Just wrapped up the wheel and tire refresh:



















And e2 controller mounting/tank gauge in progress. 



















Doing this on a budget, so most everything is used. Parts collected so far:

-Bagyard shorties
-Airlift double bellow rears
-Ridetech e2
-Ridetech manifold valves
-Viair 444c (x2)
-Viair 1.5" gauge
-AVS skinny 2 gallon tanks (x3)
-New strut mounts
-KnuKonceptz Wire
-Fuse hodlers
-Misc fittings
-B5.5 w8 / R32 Spare Tire
-Some other little odds and ends
-Some other stuff i forgot

Parts Pile: 









And tanks to Mike Kippen, Nick Storm, Andrew at Open Road and ebay for the help in part acquisition!


----------



## MechEngg (Jan 13, 2009)

Ride tech on a budget, i like it :thumbup:

Looks like good accessibility for the controller as well, great work so far


----------



## Vee-DubbVR6 (Jul 31, 2007)

:thumbup:


----------



## SKIDMRK (Sep 15, 2001)

got the last coats on the panel. At least i can check one thing off of my list.


----------



## Vee-DubbVR6 (Jul 31, 2007)

looks great, Mark! :thumbup:

What paint did you use? SEM?


----------



## SKIDMRK (Sep 15, 2001)

It's actually plastidip. have had great success with it on interior pieces in the past. Was a perfect match when i made my dual gauge pod for my old 3rd gen 4runner and gave it a soft-touch feel.


----------



## Vee-DubbVR6 (Jul 31, 2007)

good tip - thanks dude! :thumbup::beer:

I will probably do something similar until I can get my overhead panel I made, wrapped in matching headliner fabric.


----------



## Scottabrown (Feb 28, 2015)

Great work, 

It seems that the work is done in a finest process.
Ridding is going to be fun in this. It looks every thing is in a budget including it's accessibility.


----------



## boradie sucht (Aug 12, 2012)

SKIDMRK said:


> got the last coats on the panel. At least i can check one thing off of my list.
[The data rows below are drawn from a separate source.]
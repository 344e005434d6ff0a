//! Stepping along a continuation path.
//!
//! The state carried from vertex to vertex is the coefficient vector of
//! the solution in the canonical local basis of the current expansion
//! point. At an ordinary point those coefficients are exactly the
//! derivative jet `(y, y', …, y^{(r-1)})`; at a regular singular point
//! they weight the Frobenius elements.
//!
//! Between vertices the stepper inserts intermediate ordinary expansion
//! points on the segment, keeping each sub-step within half the distance
//! to the nearest singularity. Sub-step endpoints lie on an exact dyadic
//! grid of the segment so every expansion centre stays an exact Gaussian
//! rational. A step that is too long is halved; a step that cannot be
//! certified at the current precision is retried at doubled precision up
//! to the ceiling. A connection into a singular vertex is a certified
//! linear solve against the target basis.

use std::time::Instant;

use dashu::integer::{IBig, UBig};
use dashu::rational::RBig;
use num_complex::Complex64;

use prolatio_ball::ComplexBall;

use crate::coeffs::{interpolate, PathPoint};
use crate::error::EvalError;
use crate::local::{JetFailure, LocalBasis};
use crate::matrix::BallMatrix;
use crate::operator::{DiffOp, PointKind};
use crate::path::{nearest_singularity, SEGMENT_GRAIN as GRAIN};

/// Fraction of the singularity distance a sub-step may span.
const STEP_FRACTION: f64 = 0.5;

/// Observer callback: receives the step report and the solution state
/// (canonical-basis coefficients at the centre just reached) after every
/// completed step. The reference and closure lifetimes are independent
/// so callers can re-lend the same observer to consecutive runs.
pub type Observer<'a, 'f> = &'a mut (dyn FnMut(&StepInfo, &[ComplexBall]) + 'f);

/// Progress report for one completed step.
#[derive(Clone, Copy, Debug)]
pub struct StepInfo {
    /// Step counter across the whole evaluation.
    pub step: usize,
    /// Expansion centre the step started from.
    pub from: Complex64,
    /// Expansion centre reached.
    pub to: Complex64,
    /// Working precision of the step, in bits.
    pub precision_bits: usize,
    /// Largest enclosure radius of the state after the step.
    pub radius: f64,
}

/// Step and wall-clock budgets for one evaluation.
#[derive(Clone, Copy, Debug)]
pub struct Budget {
    /// Maximum number of continuation steps.
    pub max_steps: usize,
    /// Absolute deadline, if any.
    pub deadline: Option<Instant>,
}

impl Default for Budget {
    fn default() -> Self {
        Self {
            max_steps: 4096,
            deadline: None,
        }
    }
}

/// How a precision run ended short of success.
#[derive(Debug)]
pub(crate) enum RunFailure {
    /// The working precision is insufficient; the caller escalates.
    /// `division` marks failures rooted in dividing by an enclosure of
    /// zero, which get their own error at the ceiling.
    Precision { step: usize, division: bool },
    /// A failure escalation cannot fix.
    Hard(EvalError),
}
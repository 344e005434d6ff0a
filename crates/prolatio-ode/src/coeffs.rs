//! Exact Gaussian rational scalars and path vertices.
//!
//! Operator coefficients, path vertices and local exponents are all kept
//! exact: a `QiNum` is `re + im·i` with both components arbitrary-precision
//! rationals. Exactness here is what lets point classification and
//! singularity detection be decided, not estimated.

use dashu::integer::{IBig, UBig};
use dashu::rational::RBig;
use num_complex::Complex64;

use prolatio_ball::{ComplexBall, RealBall};

/// A Gaussian rational number `re + im·i`.
#[derive(Clone, PartialEq, Eq, Hash, Debug, Default)]
pub struct QiNum {
    /// Real component.
    pub re: RBig,
    /// Imaginary component.
    pub im: RBig,
}

impl QiNum {
    /// Creates a Gaussian rational from its components.
    #[must_use]
    pub fn new(re: RBig, im: RBig) -> Self {
        Self { re, im }
    }

    /// The zero element.
    #[must_use]
    pub fn zero() -> Self {
        Self::default()
    }

    /// The one element.
    #[must_use]
    pub fn one() -> Self {
        Self::from_integer(1)
    }

    /// The imaginary unit.
    #[must_use]
    pub fn i() -> Self {
        Self::new(RBig::ZERO, RBig::ONE)
    }

    /// A machine integer as a Gaussian rational.
    #[must_use]
    pub fn from_integer(n: i64) -> Self {
        Self::new(RBig::from(n), RBig::ZERO)
    }

    /// A real fraction `num/den` as a Gaussian rational. `den` must be
    /// non-zero.
    #[must_use]
    pub fn from_ratio(num: i64, den: u64) -> Self {
        Self::new(
            RBig::from_parts(IBig::from(num), UBig::from(den)),
            RBig::ZERO,
        )
    }

    /// A real rational as a Gaussian rational.
    #[must_use]
    pub fn from_rbig(q: RBig) -> Self {
        Self::new(q, RBig::ZERO)
    }

    /// True when this is exactly zero.
    #[must_use]
    pub fn is_zero(&self) -> bool {
        self.re == RBig::ZERO && self.im == RBig::ZERO
    }

    /// True when this is exactly one.
    #[must_use]
    pub fn is_one(&self) -> bool {
        self.re == RBig::ONE && self.im == RBig::ZERO
    }

    /// True when the imaginary component vanishes.
    #[must_use]
    pub fn is_real(&self) -> bool {
        self.im == RBig::ZERO
    }

    /// Complex conjugate.
    #[must_use]
    pub fn conj(&self) -> Self {
        Self::new(self.re.clone(), -self.im.clone())
    }

    /// The squared absolute value `re² + im²` (an exact rational).
    #[must_use]
    pub fn norm_sq(&self) -> RBig {
        self.re.clone() * self.re.clone() + self.im.clone() * self.im.clone()
    }

    /// Multiplicative inverse, `None` for zero.
    #[must_use]
    pub fn inv(&self) -> Option<Self> {
        if self.is_zero() {
            return None;
        }
        let n = self.norm_sq();
        Some(Self::new(
            self.re.clone() / n.clone(),
            -self.im.clone() / n,
        ))
    }

    /// Exact division, `None` when `other` is zero.
    #[must_use]
    pub fn field_div(&self, other: &Self) -> Option<Self> {
        Some(self.clone() * other.inv()?)
    }

    /// When `self - other` is a rational integer, returns it.
    ///
    /// This is the test that groups indicial exponents into cosets
    /// modulo ℤ.
    #[must_use]
    pub fn integer_difference(&self, other: &Self) -> Option<IBig> {
        if self.im != other.im {
            return None;
        }
        let d = self.re.clone() - other.re.clone();
        if d.denominator() == &UBig::ONE {
            Some(d.numerator().clone())
        } else {
            None
        }
    }

    /// A double-precision approximation, for localisation heuristics only.
    #[must_use]
    pub fn to_c64(&self) -> Complex64 {
        Complex64::new(rbig_to_f64(&self.re), rbig_to_f64(&self.im))
    }

    /// A certified enclosure at the given precision.
    #[must_use]
    pub fn to_ball(&self, prec: usize) -> ComplexBall {
        ComplexBall::from_rbig_pair(&self.re, &self.im, prec)
    }
}

/// Rounds an exact rational to the nearest f64 (no bound kept).
#[must_use]
pub fn rbig_to_f64(q: &RBig) -> f64 {
    RealBall::from_rbig(q, 64).mid_f64()
}

impl std::ops::Add for QiNum {
    type Output = Self;

    fn add(self, rhs: Self) -> Self::Output {
        Self::new(self.re + rhs.re, self.im + rhs.im)
    }
}

impl std::ops::Sub for QiNum {
    type Output = Self;

    fn sub(self, rhs: Self) -> Self::Output {
        Self::new(self.re - rhs.re, self.im - rhs.im)
    }
}

impl std::ops::Mul for QiNum {
    type Output = Self;

    fn mul(self, rhs: Self) -> Self::Output {
        let re = self.re.clone() * rhs.re.clone() - self.im.clone() * rhs.im.clone();
        let im = self.re * rhs.im + self.im * rhs.re;
        Self::new(re, im)
    }
}

impl std::ops::Neg for QiNum {
    type Output = Self;

    fn neg(self) -> Self::Output {
        Self::new(-self.re, -self.im)
    }
}

impl From<i64> for QiNum {
    fn from(value: i64) -> Self {
        Self::from_integer(value)
    }
}

impl std::fmt::Display for QiNum {
    fn fmt(&self, f: &mut std::fmt::Formatter<'_>) -> std::fmt::Result {
        if self.im == RBig::ZERO {
            write!(f, "{}", self.re)
        } else {
            write!(f, "{} + {}i", self.re, self.im)
        }
    }
}

/// An exact vertex of a continuation path.
///
/// Vertices are Gaussian rationals so that singularity detection on them
/// is an exact decision rather than a numeric guess.
pub type PathPoint = QiNum;

/// Convex interpolation `a + t (b - a)` for an exact parameter `t`.
#[must_use]
pub fn interpolate(a: &PathPoint, b: &PathPoint, t: &RBig) -> PathPoint {
    let tq = QiNum::from_rbig(t.clone());
    a.clone() + tq * (b.clone() - a.clone())
}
that is awesome, great work. almost looks like it came like that from factory


----------



## SKIDMRK (Sep 15, 2001)

Not much to update, but do have a bit of progress. 

With the help of a good friend got the notch done. (no finished pics on my phone)









The weather's been nice around the PNW, so put the completed summer wheels back on.









Thanks to Andrew at ORT, got my tanks in. Waiting for a 1/2 and 1/4 NPT tap to show up so i can chase the threads out. 









Made up a panel to put in the spare tire well. 









Compressors hide in the B5.5 w8 spare tire and the trunk carpet still sits flat. Didn't want to raise the entire trunk floor. Tanks will be in a small flat enclosure on the floor butted up against the rear seat and eventually a sub enclosure on top of them. 









That's all for now. Waiting for a few more fittings to arrive and I can start mocking up lines.


----------



## nowalk (Oct 24, 2006)

What compressor are u runii g with the ride tech?


----------



## 556GLI (Feb 12, 2015)

What wheels are those? Size offset and tire size? Car looks amazing..


----------



## SKIDMRK (Sep 15, 2001)

nowalk said:


> What compressor are u runii g with the ride tech?


Dual Viair 444C



556GLI said:


> What wheels are those? Size offset and tire size? Car looks amazing..


DP Motorsport Carrera Cups
18x9 et50 (+8mm spacer on both sides) 215/40/18
18x10 et50 (+5mm spacer on passenger side only) 225/40/18


----------



## 556GLI (Feb 12, 2015)

SKIDMRK said:


> Dual Viair 444C
> 
> 
> 
> ...


Thank you! I wish I could find a set, did you have them rebarreled? they look awesome!


----------



## SKIDMRK (Sep 15, 2001)

556GLI said:


> Thank you! I wish I could find a set, did you have them rebarreled? they look awesome!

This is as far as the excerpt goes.